Boosting Efficiency of External Pipelines by Blurring Application Boundaries
Abstract
Modern application development addresses increasingly specialized problems using domain-specific utilities, such as Optical Code Recognition and standalone statistical tools. The diversity of tooling, combined with the ever-growing volume of data, requires data pipelines to be both efficient and support a variety of data processing tools within the same pipeline. Existing approaches, however, impose a tradeoff between modularity and performance: on the one hand, data processing systems are specialized for fast execution of complex queries, favoring efficiency at the expense of high development costs and required domain expertise. On the other hand, highly extensible systems opt for composability at the expense of inefficient execution due to minimal assumptions about input and output formats. This paper proposes Generalized OLAP (GOLAP), a new DBMS paradigm that places automatic extensibility of functionality as a first-class design goal. GOLAP ingests external utilities to achieve the functionality provided by external modular data pipelines while maintaining the performance of natively optimized DBMS functions.
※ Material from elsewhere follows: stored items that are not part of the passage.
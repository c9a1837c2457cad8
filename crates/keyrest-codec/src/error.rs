//! Decode error types.

use keyrest_core::TimestampParseError;
use thiserror::Error;

use crate::PathField;

/// Failure to read a component out of a URL path.
#[derive(Debug, Clone, PartialEq, Eq, Error)]
pub enum PathError {
    /// The requested segment index does not exist.
    #[error("path component index {index} out of range for {len} segment(s)")]
    IndexOutOfRange {
        /// The requested index.
        index: isize,
        /// Number of segments in the path.
        len: usize,
    },

    /// The segment is not valid percent-encoded UTF-8.
    #[error("path component '{segment}' is not valid percent-encoded UTF-8")]
    InvalidEncoding {
        /// The raw segment.
        segment: String,
    },
}

/// A keyword's value was a quoted string but not a valid RFC 3339 timestamp.
///
/// The body that was being rewritten is left exactly as it was received.
#[derive(Debug, Clone, PartialEq, Eq, Error)]
#[error("bad timestamp for '{keyword}' at byte {offset}: {source}")]
pub struct TimestampFormatError {
    /// The keyword whose value was rejected.
    pub keyword: String,
    /// Byte offset of the rejected literal (just past its opening quote).
    pub offset: usize,
    /// Parse failure.
    #[source]
    pub source: TimestampParseError,
}

/// Coarse classification of decode failures.
///
/// The server maps each kind to an HTTP status and uses it as a metrics label.
#[derive(Debug, Clone, Copy, PartialEq, Eq, Hash)]
pub enum DecodeErrorKind {
    /// An identifier could not be bound from the URL path.
    PathBinding,
    /// A timestamp literal was malformed.
    TimestampFormat,
    /// The JSON body could not be decoded into the record.
    Body,
    /// The query string could not be decoded.
    Query,
}

impl DecodeErrorKind {
    /// Machine-readable code used in error envelopes and metric labels.
    #[must_use]
    pub const fn code(&self) -> &'static str {
        match self {
            Self::PathBinding => "PATH_BINDING_ERROR",
            Self::TimestampFormat => "TIMESTAMP_FORMAT_ERROR",
            Self::Body => "BODY_DECODE_ERROR",
            Self::Query => "QUERY_DECODE_ERROR",
        }
    }
}

/// Error that stops a request from reaching its business handler.
#[derive(Debug, Error)]
pub enum DecodeError {
    /// The route does not say where in the path this identifier lives.
    #[error("{field} is not bound to any path segment")]
    UnboundPathField {
        /// The record field that needed a path binding.
        field: PathField,
    },

    /// The identifier's path segment is missing or malformed.
    #[error("cannot bind {field} from path: {source}")]
    PathBinding {
        /// The record field being bound.
        field: PathField,
        /// Extraction failure.
        #[source]
        source: PathError,
    },

    /// A timestamp in the body was malformed.
    #[error(transparent)]
    TimestampFormat(#[from] TimestampFormatError),

    /// A timestamp in the query string was malformed.
    #[error("bad timestamp in query parameter '{parameter}': {source}")]
    QueryTimestamp {
        /// Query parameter name.
        parameter: &'static str,
        /// Parse failure.
        #[source]
        source: TimestampParseError,
    },

    /// The (rewritten) body is not a valid JSON encoding of the record.
    #[error("invalid request body: {0}")]
    Body(#[from] serde_json::Error),

    /// The query string could not be decoded.
    #[error("invalid query string: {0}")]
    Query(#[from] serde_urlencoded::de::Error),
}

impl DecodeError {
    /// Returns the coarse kind of this error.
    #[must_use]
    pub const fn kind(&self) -> DecodeErrorKind {
        match self {
            Self::UnboundPathField { .. } | Self::PathBinding { .. } => {
                DecodeErrorKind::PathBinding
            }
            Self::TimestampFormat(_) | Self::QueryTimestamp { .. } => {
                DecodeErrorKind::TimestampFormat
            }
            Self::Body(_) => DecodeErrorKind::Body,
            Self::Query(_) => DecodeErrorKind::Query,
        }
    }
}
//! Structured logging.
//!
//! A single `tracing-subscriber` fmt layer behind an [`EnvFilter`]. `RUST_LOG`
//! wins over the configured level when it is set.
//!
//! ```rust,ignore
//! use keyrest_telemetry::logging::{init_logging, LogConfig};
//!
//! init_logging(&LogConfig::default())?;
//! tracing::info!(operation = "GetUser", "serving");
//! ```

use std::fmt;
use std::str::FromStr;

use serde::{Deserialize, Serialize};
use tracing::Subscriber;
use tracing_subscriber::layer::SubscriberExt;
use tracing_subscriber::registry::LookupSpan;
use tracing_subscriber::util::SubscriberInitExt;
use tracing_subscriber::{EnvFilter, Layer};

use crate::error::TelemetryError;
use crate::TelemetryResult;

/// How log lines are rendered.
#[derive(Debug, Clone, Copy, Default, PartialEq, Eq, Serialize, Deserialize)]
#[serde(rename_all = "lowercase")]
pub enum LogFormat {
    /// One JSON object per line.
    #[default]
    Json,
    /// Multi-line output for terminals.
    Pretty,
}

impl LogFormat {
    const fn as_str(self) -> &'static str {
        match self {
            Self::Json => "json",
            Self::Pretty => "pretty",
        }
    }
}

impl fmt::Display for LogFormat {
    fn fmt(&self, f: &mut fmt::Formatter<'_>) -> fmt::Result {
        f.write_str(self.as_str())
    }
}

impl FromStr for LogFormat {
    type Err = TelemetryError;

    fn from_str(s: &str) -> Result<Self, Self::Err> {
        [Self::Json, Self::Pretty]
            .into_iter()
            .find(|format| s.eq_ignore_ascii_case(format.as_str()))
            .ok_or_else(|| TelemetryError::UnknownFormat(s.to_string()))
    }
}

/// Logging settings.
#[derive(Debug, Clone, PartialEq, Eq)]
pub struct LogConfig {
    /// Filter directive, e.g. `info` or `keyrest_server=debug,hyper=warn`.
    pub level: String,
    /// Rendering.
    pub format: LogFormat,
    /// Emit source file and line with every event.
    pub with_location: bool,
}

impl Default for LogConfig {
    fn default() -> Self {
        Self {
            level: "info".to_string(),
            format: LogFormat::Json,
            with_location: false,
        }
    }
}

impl LogConfig {
    /// Pretty output at debug level with source locations.
    #[must_use]
    pub fn development() -> Self {
        Self {
            level: "debug".to_string(),
            format: LogFormat::Pretty,
            with_location: true,
        }
    }

    /// The filter to install: `RUST_LOG` if set and valid, else [`level`](Self::level).
    ///
    /// # Errors
    ///
    /// Returns [`TelemetryError::Filter`] if the configured level does not parse.
    pub fn filter(&self) -> TelemetryResult<EnvFilter> {
        if let Ok(filter) = EnvFilter::try_from_default_env() {
            return Ok(filter);
        }
        parse_filter(&self.level)
    }

    fn layer<S>(&self) -> Box<dyn Layer<S> + Send + Sync>
    where
        S: Subscriber + for<'a> LookupSpan<'a>,
    {
        let base = tracing_subscriber::fmt::layer()
            .with_file(self.with_location)
            .with_line_number(self.with_location)
            .with_target(true);
        match self.format {
            LogFormat::Json => base.json().boxed(),
            LogFormat::Pretty => base.pretty().boxed(),
        }
    }
}

/// Installs the global subscriber.
///
/// # Errors
///
/// Returns [`TelemetryError::Filter`] for a bad level and
/// [`TelemetryError::AlreadyInstalled`] if a subscriber is already set.
pub fn init_logging(config: &LogConfig) -> TelemetryResult<()> {
    let filter = config.filter()?;
    tracing_subscriber::registry()
        .with(config.layer().with_filter(filter))
        .try_init()
        .map_err(|e| TelemetryError::AlreadyInstalled {
            subsystem: "logging",
            reason: e.to_string(),
        })
}

fn parse_filter(directive: &str) -> TelemetryResult<EnvFilter> {
    EnvFilter::try_new(directive).map_err(|e| TelemetryError::Filter {
        directive: directive.to_string(),
        reason: e.to_string(),
    })
}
Through a combination of runtime inspection and static analysis, GOLAP detects inter-utility communication inefficiencies and parallelization opportunities beyond the limits of isolated utility optimizations. It then modifies the utilities to elide unnecessary inter-utility operations and parallelizes the pipeline to increase hardware utilization. To evaluate GOLAP, we build Caesar, a prototype that optimizes simple pipelines, showing up to 22x speedup while introducing a limited instrumentation period with a slowdown of less than 17%.